Continuation from Part 1 and Part 2.
12 Queens Park Rangers
I’m not all that taken with QPR or their over-confident manager, Mark Hughes. He left Fulham after a reasonable 12 months: “I hope the supporters and all those connected to the club will understand that as a young, ambitious manager I wish to move on to further my experiences”. So he ends up battling relegation with QPR which could be described as a further “experience” I guess. And it’s not like the purse strings have been loosened. Fabio da Silva has hit a wall in his development at Manchester United so he comes in on loan while Rob Green, Ji-Sung Park and Junior Hoilett are high-profile signings and all will add to the first team – marginally – but none of them could be described as a game-changer. But there’s a lot of bodies to move on from a huge squad: Kieron Dyer, Jay Bothroyd, DJ Campbell, and Shaun Wright Phillips may be the most high-profile of those whose services are not required any more. If he trims the squad and builds some camraderie then QPR should be fine but the bottom half of the Premier League looks more challenging this year so they must pick up points early on.

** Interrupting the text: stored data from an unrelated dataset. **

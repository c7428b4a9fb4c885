// In-memory command index.
//
// Holds every command in registration order behind a parking_lot RwLock.
// Lookups are linear scans; the table is admin-curated and small.
// Persistence is a JSON snapshot written atomically (tmp file + rename).

use super::normalize::normalize_command;
use super::CommandLookup;
use crate::atoms::constants::{DEFAULT_CREATED_BY, DEFAULT_PREFIX};
use crate::atoms::error::{EngineError, EngineResult};
use crate::atoms::types::{
    Command, CommandPatch, ListItem, ListSection, NewCommand, NewSection, ResponseType, SectionInfo,
};
use async_trait::async_trait;
use log::{info, warn};
use parking_lot::RwLock;
use serde::{Deserialize, Serialize};
use std::cmp::Reverse;
use std::collections::HashSet;
use std::path::Path;

/// Title given to the section created from a flat item list.
const DEFAULT_SECTION_TITLE: &str = "Default Section";

#[derive(Debug, Default)]
struct IndexState {
    commands: Vec<Command>,
    next_command_id: u64,
    next_section_id: u64,
}

impl IndexState {
    fn from_commands(commands: Vec<Command>) -> Self {
        let next_command_id = commands.iter().map(|c| c.id).max().unwrap_or(0) + 1;
        let next_section_id = commands
            .iter()
            .flat_map(|c| c.sections.iter().map(|s| s.id))
            .max()
            .unwrap_or(0)
            + 1;
        IndexState { commands, next_command_id, next_section_id }
    }

    fn is_taken(&self, command: &str, exclude: Option<u64>) -> bool {
        self.commands.iter().any(|c| c.command == command && Some(c.id) != exclude)
    }

    fn materialize(&mut self, sections: Vec<NewSection>) -> Vec<ListSection> {
        sections
            .into_iter()
            .map(|s| {
                let id = self.next_section_id;
                self.next_section_id += 1;
                ListSection { id, title: s.title, items: s.items }
            })
            .collect()
    }
}

/// On-disk snapshot format.
#[derive(Serialize, Deserialize)]
struct Snapshot {
    commands: Vec<Command>,
}

/// Command table keyed by normalized command text.
pub struct CommandIndex {
    prefix: char,
    state: RwLock<IndexState>,
}

impl Default for CommandIndex {
    fn default() -> Self {
        Self::new(DEFAULT_PREFIX)
    }
}

impl CommandIndex {
    pub fn new(prefix: char) -> Self {
        CommandIndex {
            prefix,
            state: RwLock::new(IndexState { next_command_id: 1, next_section_id: 1, ..Default::default() }),
        }
    }

    pub fn prefix(&self) -> char {
        self.prefix
    }

    // ── Persistence ────────────────────────────────────────────────────

    /// Load a snapshot written by [`save_json`](Self::save_json).
    /// A missing file yields an empty index.
    pub fn load_json(path: &Path, prefix: char) -> EngineResult<Self> {
        if !path.exists() {
            info!("[commands] No command file at {:?}, starting empty", path);
            return Ok(Self::new(prefix));
        }
        let raw = std::fs::read_to_string(path)?;
        let mut snapshot: Snapshot = serde_json::from_str(&raw)?;

        // Hand-edited files may carry "Hola" or "!menu " verbatim.
        for cmd in &mut snapshot.commands {
            cmd.command = normalize_command(&cmd.command, cmd.use_prefix, prefix);
        }
        let mut seen = HashSet::new();
        for cmd in &snapshot.commands {
            if !seen.insert(cmd.command.as_str()) {
                warn!("[commands] Duplicate command '{}' in {:?}; first one wins", cmd.command, path);
            }
        }

        info!("[commands] Loaded {} commands from {:?}", snapshot.commands.len(), path);
        Ok(CommandIndex { prefix, state: RwLock::new(IndexState::from_commands(snapshot.commands)) })
    }

    pub fn save_json(&self, path: &Path) -> EngineResult<()> {
        let json = {
            let state = self.state.read();
            serde_json::to_string_pretty(&Snapshot { commands: state.commands.clone() })?
        };
        if let Some(parent) = path.parent() {
            std::fs::create_dir_all(parent)?;
        }
        let tmp = path.with_extension("json.tmp");
        std::fs::write(&tmp, json)?;
        std::fs::rename(&tmp, path)?;
        Ok(())
    }

    // ── Queries ────────────────────────────────────────────────────────

    pub fn get(&self, id: u64) -> Option<Command> {
        self.state.read().commands.iter().find(|c| c.id == id).cloned()
    }

    /// All commands (optionally of one type), ordered by command text.
    pub fn list(&self, response_type: Option<ResponseType>) -> Vec<Command> {
        let mut out: Vec<Command> = self
            .state
            .read()
            .commands
            .iter()
            .filter(|c| response_type.is_none_or(|t| c.response_type == t))
            .cloned()
            .collect();
        out.sort_by(|a, b| a.command.cmp(&b.command));
        out
    }

    /// Whether the already-normalized `command` is taken by another id.
    pub fn exists(&self, command: &str, exclude: Option<u64>) -> bool {
        self.state.read().is_taken(command, exclude)
    }

    pub fn len(&self) -> usize {
        self.state.read().commands.len()
    }

    pub fn is_empty(&self) -> bool {
        self.len() == 0
    }

    fn find(&self, pred: impl Fn(&Command) -> bool) -> Option<Command> {
        self.state.read().commands.iter().find(|c| pred(c)).cloned()
    }

    // ── Admin ──────────────────────────────────────────────────────────

    pub fn create(&self, new: NewCommand) -> EngineResult<Command> {
        if new.command.trim().is_empty() {
            return Err(EngineError::Validation("command text is required".into()));
        }
        let use_prefix = new.use_prefix.unwrap_or(true);
        let response_type = new.response_type.unwrap_or_default();
        let command = self.normalized(&new.command, use_prefix)?;

        let (title, intro_text) = if response_type.is_interactive() {
            (non_empty(new.title), non_empty(new.intro_text))
        } else {
            (None, None)
        };
        validate_content(response_type, &new.response, title.as_deref())?;
        let sections = if response_type.is_interactive() {
            collect_sections(new.sections, new.items)?
        } else {
            Vec::new()
        };

        let mut state = self.state.write();
        if state.is_taken(&command, None) {
            return Err(EngineError::Duplicate(command));
        }
        let id = state.next_command_id;
        state.next_command_id += 1;
        let sections = state.materialize(sections);

        let created = Command {
            id,
            command,
            response: new.response,
            use_prefix,
            response_type,
            title,
            intro_text,
            sections,
            created_by: Some(new.created_by.unwrap_or_else(|| DEFAULT_CREATED_BY.to_string())),
            created_at: chrono::Utc::now(),
            updated_at: None,
        };
        state.commands.push(created.clone());
        info!("[commands] Created {} command '{}' (id {})", created.response_type, created.command, id);
        Ok(created)
    }

    pub fn update(&self, id: u64, patch: CommandPatch) -> EngineResult<Command> {
        let mut state = self.state.write();
        let pos = state.commands.iter().position(|c| c.id == id).ok_or(EngineError::NotFound(id))?;
        let mut updated = state.commands[pos].clone();

        if patch.command.is_some() || patch.use_prefix.is_some() {
            let use_prefix = patch.use_prefix.unwrap_or(updated.use_prefix);
            let base = patch.command.as_deref().unwrap_or(&updated.command);
            let command = self.normalized(base, use_prefix)?;
            if state.is_taken(&command, Some(id)) {
                return Err(EngineError::Duplicate(command));
            }
            updated.command = command;
            updated.use_prefix = use_prefix;
        }
        if let Some(response) = patch.response {
            updated.response = response;
        }
        if let Some(response_type) = patch.response_type {
            updated.response_type = response_type;
        }
        if updated.response_type.is_interactive() {
            if patch.title.is_some() {
                updated.title = non_empty(patch.title);
            }
            if patch.intro_text.is_some() {
                updated.intro_text = non_empty(patch.intro_text);
            }
        } else {
            updated.title = None;
            updated.intro_text = None;
            updated.sections.clear();
        }
        validate_content(updated.response_type, &updated.response, updated.title.as_deref())?;

        if updated.response_type.is_interactive() && (patch.sections.is_some() || patch.items.is_some()) {
            let sections = collect_sections(patch.sections.unwrap_or_default(), patch.items.unwrap_or_default())?;
            updated.sections = state.materialize(sections);
        }

        updated.updated_at = Some(chrono::Utc::now());
        state.commands[pos] = updated.clone();
        info!("[commands] Updated command '{}' (id {})", updated.command, id);
        Ok(updated)
    }

    /// Remove a command together with all of its sections and items.
    pub fn delete(&self, id: u64) -> EngineResult<Command> {
        let mut state = self.state.write();
        let pos = state.commands.iter().position(|c| c.id == id).ok_or(EngineError::NotFound(id))?;
        let removed = state.commands.remove(pos);
        info!(
            "[commands] Deleted command '{}' (id {}, {} sections)",
            removed.command,
            id,
            removed.sections.len()
        );
        Ok(removed)
    }

    fn normalized(&self, raw: &str, use_prefix: bool) -> EngineResult<String> {
        let command = normalize_command(raw, use_prefix, self.prefix);
        let bare = command.strip_prefix(self.prefix).unwrap_or(&command);
        if bare.is_empty() {
            return Err(EngineError::Validation(format!("'{}' has no command text", raw.trim())));
        }
        Ok(command)
    }
}

fn non_empty(value: Option<String>) -> Option<String> {
    value.filter(|v| !v.trim().is_empty())
}

fn validate_content(response_type: ResponseType, response: &str, title: Option<&str>) -> EngineResult<()> {
    if response_type.is_interactive() {
        if title.is_none() {
            return Err(EngineError::Validation("title is required for list commands".into()));
        }
    } else if response.trim().is_empty() {
        return Err(EngineError::Validation("response is required".into()));
    }
    Ok(())
}

/// Merge explicit sections with a flat item list and reject row ids that
/// repeat within one section.
fn collect_sections(mut sections: Vec<NewSection>, items: Vec<ListItem>) -> EngineResult<Vec<NewSection>> {
    if sections.is_empty() && !items.is_empty() {
        sections.push(NewSection { title: DEFAULT_SECTION_TITLE.into(), items });
    }
    for section in &sections {
        let mut seen = HashSet::new();
        for item in section.items.iter().filter(|i| !i.row_id.is_empty()) {
            if !seen.insert(item.row_id.as_str()) {
                return Err(EngineError::Validation(format!(
                    "row id '{}' repeats in section '{}'",
                    item.row_id, section.title
                )));
            }
        }
    }
    Ok(sections)
}

#[async_trait]
impl CommandLookup for CommandIndex {
    async fn find_prefixed(&self, text: &str) -> EngineResult<Option<Command>> {
        Ok(self.find(|c| c.use_prefix && c.command == text))
    }

    async fn find_unprefixed_exact(&self, text: &str) -> EngineResult<Option<Command>> {
        Ok(self.find(|c| !c.use_prefix && c.command == text))
    }

    /// Longest contained command wins; equal lengths go to the earliest
    /// registered command.
    async fn find_unprefixed_substring(&self, text: &str) -> EngineResult<Option<Command>> {
        let state = self.state.read();
        Ok(state
            .commands
            .iter()
            .filter(|c| !c.use_prefix && !c.command.is_empty() && text.contains(c.command.as_str()))
            .min_by_key(|c| (Reverse(c.command.chars().count()), c.id))
            .cloned())
    }

    async fn load_sections(&self, command_id: u64) -> EngineResult<Vec<SectionInfo>> {
        let state = self.state.read();
        let cmd = state
            .commands
            .iter()
            .find(|c| c.id == command_id)
            .ok_or_else(|| EngineError::Lookup(format!("command {} vanished", command_id)))?;
        Ok(cmd.sections.iter().map(SectionInfo::from).collect())
    }

    async fn load_items(&self, section_id: u64) -> EngineResult<Vec<ListItem>> {
        let state = self.state.read();
        Ok(state
            .commands
            .iter()
            .flat_map(|c| c.sections.iter())
            .find(|s| s.id == section_id)
            .map(|s| s.items.clone())
            .unwrap_or_default())
    }

    async fn prefixed_commands(&self) -> EngineResult<Vec<String>> {
        Ok(self
            .state
            .read()
            .commands
            .iter()
            .filter(|c| c.use_prefix)
            .map(|c| c.command.clone())
            .collect())
    }
}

Southampton have got it wrong for so long – Steve Wigley, Stuart Gray, Jan Poortvliet, Mark Wotte, Alan Ball, Rupert Lowe, Harry Redknapp – that the fans must have expected to wake up one morning last May and find Jeremy Beadle revealing himself from behind a huge fake beard. But, true it was and a young, promising Southampton squad led by goalscoring SENSATION Rickie Lambert (27 league goals) were promoted with the most goals and best goal difference in the division. It’s not just Lambert banging in the goals though. Billy Sharp signed from Doncaster last January and bagged 9 in 11 starts while Brazilian midfielder Guilherme Do Prado scored 10 goals. Jack Cork is the young starlet who made the Great Britain Olympic team and overseeing the whole operation is veteran goalkeeper Kelvin Davis, voted in to his respective leagues team of the year for three seasons in a row. Southampton are going tospect and something of a shock to the system for Premier League fans who remember Francis Benali and Simon Charlton.
10 West Ham United
I think West Ham fans have begrudgingly agreed to tolerate Big Sam, enemy of lovely football, the BBC and Steve Kean. With a virtual Premier League budget he managed to squeak in to the Premier League via the playoffs bringing Kevin Nolan and Carlton Cole back to their rightful place. Sniping aside, Sam has a decent squad at his disposal. I watched West Ham a good few times last season and they played decent football – certainly nowhere near the aberration some people would lead you to believe. The signing of Alou Diarra could be inspired although the re-signing of James Collins maybe less so. But West Ham will be quite good this year I think. Although the Carlton Cole thing will end in tears.
9 Aston Villa
Randy Lerner used to get a lot of praise for the support he gave former manager Martin O’Neill. But, Randy, what have you done for me lately? Alex McLeish? Gerard Houllier? And before O’Neill, fans had to contend with David O’Leary and Graham Taylor. Aside from O’Neill’s three sixth place finishes in a row, it’s not been a great decade for them. But new manager Paul Lambert has that air of conviction and legitimacy that McLeish, Houllier, O’Leary and Taylor just did not have. Players and fans can tell when a manager is legitimate and this helps breed a confidence that was clearly lacking under the aforementioned. Villa won’t threaten but they’ll be hard to beat and still have plenty of talent. Lambert will have to get the best out of young players like Fabian Delph, Marc Albrighton, Ciaran Clark, Barry Bannan and Nathan Delfouneso who have spent varying periods of time in and out of the first team. I’m also glad to see them re-sign Brad Guzan who is a very able understudy for Shay Given. For Alan Hutton, Stephen Ireland and Stephen Warnock, it could be a very long season.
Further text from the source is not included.